What this task involves. Scan the listing for the word "configuring", and copy out each line where it is found.

Records to use.
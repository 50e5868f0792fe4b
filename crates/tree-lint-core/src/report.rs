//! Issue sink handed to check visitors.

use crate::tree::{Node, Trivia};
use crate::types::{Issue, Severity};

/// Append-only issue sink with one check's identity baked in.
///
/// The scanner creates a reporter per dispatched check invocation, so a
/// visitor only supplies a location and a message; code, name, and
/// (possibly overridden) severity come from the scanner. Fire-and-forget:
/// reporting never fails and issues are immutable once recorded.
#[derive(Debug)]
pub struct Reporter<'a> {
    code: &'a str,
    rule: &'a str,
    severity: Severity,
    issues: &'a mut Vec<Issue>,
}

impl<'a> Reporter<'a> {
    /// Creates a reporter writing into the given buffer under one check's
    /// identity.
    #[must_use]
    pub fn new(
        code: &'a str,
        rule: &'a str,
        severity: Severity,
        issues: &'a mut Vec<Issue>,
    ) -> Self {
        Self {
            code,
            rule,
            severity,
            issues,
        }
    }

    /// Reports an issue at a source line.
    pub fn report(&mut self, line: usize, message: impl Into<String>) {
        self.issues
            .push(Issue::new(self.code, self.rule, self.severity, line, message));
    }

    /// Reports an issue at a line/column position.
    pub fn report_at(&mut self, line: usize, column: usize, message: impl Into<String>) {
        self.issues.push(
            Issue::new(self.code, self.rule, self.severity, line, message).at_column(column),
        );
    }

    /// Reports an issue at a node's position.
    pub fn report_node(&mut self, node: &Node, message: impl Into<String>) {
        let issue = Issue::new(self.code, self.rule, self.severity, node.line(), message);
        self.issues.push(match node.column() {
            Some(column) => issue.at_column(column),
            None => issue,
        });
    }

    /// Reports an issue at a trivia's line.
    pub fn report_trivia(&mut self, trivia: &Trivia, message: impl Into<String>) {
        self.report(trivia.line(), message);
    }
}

==

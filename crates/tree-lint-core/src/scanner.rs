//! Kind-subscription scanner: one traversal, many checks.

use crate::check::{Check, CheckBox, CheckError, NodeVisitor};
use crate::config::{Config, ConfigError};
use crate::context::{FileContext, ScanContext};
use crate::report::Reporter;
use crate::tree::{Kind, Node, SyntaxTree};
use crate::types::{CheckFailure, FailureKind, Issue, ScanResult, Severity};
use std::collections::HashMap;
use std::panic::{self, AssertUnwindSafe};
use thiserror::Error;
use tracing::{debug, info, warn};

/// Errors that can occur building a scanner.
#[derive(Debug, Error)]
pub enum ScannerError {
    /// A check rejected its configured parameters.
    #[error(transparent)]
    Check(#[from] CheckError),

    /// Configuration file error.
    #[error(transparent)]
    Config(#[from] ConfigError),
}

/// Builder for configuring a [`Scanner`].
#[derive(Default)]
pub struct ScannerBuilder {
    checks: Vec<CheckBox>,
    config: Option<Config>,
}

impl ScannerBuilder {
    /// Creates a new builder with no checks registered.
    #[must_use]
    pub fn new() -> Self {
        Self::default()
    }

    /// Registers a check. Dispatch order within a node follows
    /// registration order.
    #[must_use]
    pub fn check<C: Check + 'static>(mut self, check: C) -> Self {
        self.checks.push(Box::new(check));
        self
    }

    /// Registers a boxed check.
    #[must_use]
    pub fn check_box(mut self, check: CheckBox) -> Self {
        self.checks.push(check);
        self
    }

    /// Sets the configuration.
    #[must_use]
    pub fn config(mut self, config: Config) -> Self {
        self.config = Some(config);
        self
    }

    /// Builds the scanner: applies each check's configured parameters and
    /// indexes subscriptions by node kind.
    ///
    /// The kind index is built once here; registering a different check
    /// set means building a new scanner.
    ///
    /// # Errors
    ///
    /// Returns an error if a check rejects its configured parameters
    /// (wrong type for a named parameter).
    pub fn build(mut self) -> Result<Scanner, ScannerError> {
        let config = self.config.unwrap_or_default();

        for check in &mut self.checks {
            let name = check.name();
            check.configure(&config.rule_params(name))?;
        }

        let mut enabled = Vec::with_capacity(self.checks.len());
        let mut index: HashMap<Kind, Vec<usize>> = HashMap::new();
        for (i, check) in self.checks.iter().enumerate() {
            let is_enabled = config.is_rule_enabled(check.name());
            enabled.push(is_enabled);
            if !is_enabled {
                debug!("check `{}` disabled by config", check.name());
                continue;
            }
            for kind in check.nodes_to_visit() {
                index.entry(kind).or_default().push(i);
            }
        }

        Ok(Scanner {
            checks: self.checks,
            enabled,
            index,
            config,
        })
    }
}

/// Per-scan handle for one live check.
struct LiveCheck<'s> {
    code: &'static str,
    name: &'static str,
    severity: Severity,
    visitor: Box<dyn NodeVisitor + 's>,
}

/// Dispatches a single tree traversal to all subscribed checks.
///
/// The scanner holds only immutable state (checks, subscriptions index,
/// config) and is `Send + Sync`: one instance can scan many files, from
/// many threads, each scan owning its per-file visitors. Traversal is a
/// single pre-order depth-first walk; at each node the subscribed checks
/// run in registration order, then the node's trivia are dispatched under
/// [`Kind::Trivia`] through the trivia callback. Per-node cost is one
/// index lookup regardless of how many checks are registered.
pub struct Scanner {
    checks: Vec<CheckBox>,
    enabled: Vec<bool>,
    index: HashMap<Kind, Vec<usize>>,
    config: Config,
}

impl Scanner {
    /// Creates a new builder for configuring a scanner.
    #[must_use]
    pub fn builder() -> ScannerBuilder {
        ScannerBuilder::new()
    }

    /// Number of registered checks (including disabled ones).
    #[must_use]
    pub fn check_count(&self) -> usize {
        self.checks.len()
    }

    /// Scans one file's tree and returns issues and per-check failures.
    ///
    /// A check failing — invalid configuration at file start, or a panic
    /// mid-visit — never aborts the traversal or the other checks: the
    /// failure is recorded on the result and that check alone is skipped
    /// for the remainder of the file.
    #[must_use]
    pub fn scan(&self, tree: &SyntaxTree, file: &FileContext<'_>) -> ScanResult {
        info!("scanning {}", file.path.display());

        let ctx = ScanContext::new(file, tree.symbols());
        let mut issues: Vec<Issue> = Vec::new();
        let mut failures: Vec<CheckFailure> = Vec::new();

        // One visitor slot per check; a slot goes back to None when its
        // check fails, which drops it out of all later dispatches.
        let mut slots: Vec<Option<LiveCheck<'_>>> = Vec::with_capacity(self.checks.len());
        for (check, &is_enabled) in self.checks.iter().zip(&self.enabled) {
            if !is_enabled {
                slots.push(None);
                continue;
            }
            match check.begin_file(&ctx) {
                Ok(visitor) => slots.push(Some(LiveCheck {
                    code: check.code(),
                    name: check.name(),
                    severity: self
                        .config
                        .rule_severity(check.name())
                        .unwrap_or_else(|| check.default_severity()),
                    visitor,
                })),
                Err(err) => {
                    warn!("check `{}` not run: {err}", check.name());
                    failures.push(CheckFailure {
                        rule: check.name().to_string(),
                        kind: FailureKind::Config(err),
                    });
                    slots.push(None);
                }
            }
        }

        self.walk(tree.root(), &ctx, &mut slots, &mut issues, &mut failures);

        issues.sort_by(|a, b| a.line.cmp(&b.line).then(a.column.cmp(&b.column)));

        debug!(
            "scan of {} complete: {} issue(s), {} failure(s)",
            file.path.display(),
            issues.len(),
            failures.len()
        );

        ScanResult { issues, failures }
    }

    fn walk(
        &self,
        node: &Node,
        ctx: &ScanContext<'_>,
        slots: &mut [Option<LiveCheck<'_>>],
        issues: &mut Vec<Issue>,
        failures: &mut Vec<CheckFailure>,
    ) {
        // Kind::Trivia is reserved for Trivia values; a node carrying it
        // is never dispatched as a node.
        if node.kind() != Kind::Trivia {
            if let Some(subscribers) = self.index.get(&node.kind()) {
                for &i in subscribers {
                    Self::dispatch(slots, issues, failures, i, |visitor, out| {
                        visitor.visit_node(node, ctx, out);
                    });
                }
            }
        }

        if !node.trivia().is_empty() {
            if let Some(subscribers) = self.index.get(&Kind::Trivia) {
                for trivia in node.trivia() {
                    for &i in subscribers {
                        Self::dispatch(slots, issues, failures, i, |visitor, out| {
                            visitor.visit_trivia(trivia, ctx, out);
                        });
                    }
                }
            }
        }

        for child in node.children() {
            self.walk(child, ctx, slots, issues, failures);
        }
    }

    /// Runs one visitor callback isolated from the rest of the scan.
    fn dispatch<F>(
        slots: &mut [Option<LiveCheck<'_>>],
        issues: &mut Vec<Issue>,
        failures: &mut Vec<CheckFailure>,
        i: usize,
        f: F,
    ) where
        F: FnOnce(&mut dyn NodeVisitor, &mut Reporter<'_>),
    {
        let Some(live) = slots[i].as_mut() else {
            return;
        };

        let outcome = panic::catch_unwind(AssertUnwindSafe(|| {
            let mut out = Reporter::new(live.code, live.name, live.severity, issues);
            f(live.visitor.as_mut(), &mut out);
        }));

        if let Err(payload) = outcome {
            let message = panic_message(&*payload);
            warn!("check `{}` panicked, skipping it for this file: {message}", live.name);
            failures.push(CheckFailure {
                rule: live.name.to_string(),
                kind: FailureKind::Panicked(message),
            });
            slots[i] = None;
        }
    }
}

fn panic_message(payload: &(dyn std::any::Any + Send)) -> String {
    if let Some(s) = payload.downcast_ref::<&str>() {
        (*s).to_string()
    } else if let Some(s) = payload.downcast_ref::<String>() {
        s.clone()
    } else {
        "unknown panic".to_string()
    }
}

Your solution.
/// Builder for configuring a [`Scanner`].
    /// Creates a new builder for configuring a scanner.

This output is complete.